# threatening on a plants kijiji ad



## timbitftw (Jun 3, 2017)

so i got someone who bought plants from me. im quite generous when it comes to portions especially when i sell my plants for alot cheaper than most. so more bang for your buck kind of deals. recently i sold a package and had someone threaten me for more. i provide my plants in a plastic bag for easy access. i want to ensure they are healthy and you can see it through the bag. they picked it up, transaction went smoothly. the next day they messaged me saying they the plants roots had died out (because it was a hot day and he kept it in his car without air). i was fine to give him another portion of it but as i work a 7 day job, it is quite hectic for me with meetings in different areas. he messaged me constantly for the plants, when to be honest isnt even my fault..my plants are healthy and i am generous with portions, even decided to give him more when i have time. he proceeds to say i scammed him, will let everyone know im a bad provider and he will come to my office to "kick my ass" over the plants. i do not want to provide his information out of respect, even though he doesn't respect me one bit. I never said i wouldn't give him anything, i even told him a day i was free and he told me he was busy, therefore a later date had to be planned. just we never concluded a date. i dont check my ads often as i am quite a workaholic. this guy has got me quite frustrated, never have i had to deal with someone who acts like such a child, pushing me for plants that he doesn't deserve out of his own wrong doing. he makes it seem like receiving the plants is a life or death situation. so what would you do in this situation? im guessing hes planning to come to my office to 'kick my ass' and tells me to "stay tuned, youll see". lol wtf


----------



## solarz (Aug 31, 2010)

Post his name and threatening messages here, then give him negative feedback.

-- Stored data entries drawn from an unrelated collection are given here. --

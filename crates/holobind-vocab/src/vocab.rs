//! The vocabulary: an interning table from atom name to deterministic stamp.

use crate::error::VocabResult;
use holobind_algebra::stamp;
use holobind_geometry::BitVector;
use std::collections::HashMap;

/// Interns atom names to their stamps, lazily.
///
/// Every name a session ever refers to — an operator, an identifier, a
/// synthetic hole or position name — lives in exactly one vocabulary.
/// Lookup is `O(1)`; creation is `O(D/32)` and happens at most once per
/// name, the first time it is seen.
pub struct Vocabulary {
    dimensions: usize,
    stamps: HashMap<String, BitVector>,
    insertion_order: Vec<String>,
}

impl Vocabulary {
    /// Creates an empty vocabulary for vectors of `dimensions` bits.
    ///
    /// # Errors
    ///
    /// Returns an error if `dimensions` is not a positive multiple of 32
    /// (checked eagerly here so every later `get_or_create` is infallible).
    pub fn new(dimensions: usize) -> VocabResult<Self> {
        holobind_geometry::validate_geometry(dimensions)?;
        Ok(Self {
            dimensions,
            stamps: HashMap::new(),
            insertion_order: Vec::new(),
        })
    }

    /// The dimensionality every stamp in this vocabulary shares.
    pub fn dimensions(&self) -> usize {
        self.dimensions
    }

    /// Returns `name`'s stamp, creating and caching it on first reference.
    pub fn get_or_create(&mut self, name: &str) -> BitVector {
        if let Some(existing) = self.stamps.get(name) {
            return existing.clone();
        }
        // dimensions was validated in `new`, so this cannot fail.
        let vector = stamp(name, self.dimensions).expect("vocabulary dimensions already validated");
        self.stamps.insert(name.to_string(), vector.clone());
        self.insertion_order.push(name.to_string());
        vector
    }

    /// Returns `name`'s stamp without creating it, or `None` if absent.
    pub fn get(&self, name: &str) -> Option<BitVector> {
        self.stamps.get(name).cloned()
    }

    /// Whether `name` has already been interned.
    pub fn contains(&self, name: &str) -> bool {
        self.stamps.contains_key(name)
    }

    /// Iterates `(name, vector)` pairs in the order names were first seen.
    pub fn entries(&self) -> impl Iterator<Item = (&str, &BitVector)> {
        self.insertion_order
            .iter()
            .map(move |name| (name.as_str(), self.stamps.get(name.as_str()).unwrap()))
    }

    /// The number of interned atoms.
    pub fn len(&self) -> usize {
        self.insertion_order.len()
    }

    /// Whether no atom has been interned yet.
    pub fn is_empty(&self) -> bool {
        self.insertion_order.is_empty()
    }
}

#[cfg(test)]
mod tests {
    use super::*;

    #[test]
    fn get_or_create_is_idempotent() {
        let mut vocab = Vocabulary::new(64).unwrap();
        let a = vocab.get_or_create("Dog");
        let b = vocab.get_or_create("Dog");
        assert_eq!(a, b);
        assert_eq!(vocab.len(), 1);
    }

    #[test]
    fn get_does_not_create() {
        let vocab = Vocabulary::new(64).unwrap();
        assert!(vocab.get("Dog").is_none());
        assert_eq!(vocab.len(), 0);
    }

    #[test]
    fn matches_direct_stamp() {
        let mut vocab = Vocabulary::new(64).unwrap();
        let interned = vocab.get_or_create("Dog");
        let direct = stamp("Dog", 64).unwrap();
        assert_eq!(interned, direct);
    }

    #[test]
    fn entries_preserve_insertion_order() {
        let mut vocab = Vocabulary::new(64).unwrap();
        vocab.get_or_create("Zebra");
        vocab.get_or_create("Apple");
        vocab.get_or_create("Mango");
        let names: Vec<&str> = vocab.entries().map(|(n, _)| n).collect();
        assert_eq!(names, vec!["Zebra", "Apple", "Mango"]);
    }

    #[test]
    fn rejects_invalid_dimensions() {
        assert!(Vocabulary::new(33).is_err());
    }

    #[test]
    fn reserved_and_synthetic_names_intern_like_any_other() {
        let mut vocab = Vocabulary::new(64).unwrap();
        let implies = vocab.get_or_create("Implies");
        let hole = vocab.get_or_create(&crate::reserved::hole_name("x"));
        assert_ne!(implies, hole);
        assert_eq!(vocab.len(), 2);
    }
}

We don't need that kind of behavior in this community!


----------



## timbitftw (Jun 3, 2017)

unfortunately im not sure if he is on this forum, he messaged me on kijiji. im not the type to start feuds..i just dont get why some people act like this. literally like a kid screaming when they dont get what they want. not sure how i can deal with this, quite a negative person out of everyone ive had to deal with. and honestly ive never dealt with anyone with this behavior. everyone is quite happy with what they get or tell me they got a good deal :/


----------



## youngt3 (Oct 17, 2017)

1) Not sure if you want to take it far and report to the police for his threat of violence. Now a day, one cannot take things like this as a joke and blow it off. Especially if you got text / email msg showing he is threatening you physical harm.

2) 2nd opt since you already offer to give him replacement. Make a firm date/time for him to pick it up or the offer is void.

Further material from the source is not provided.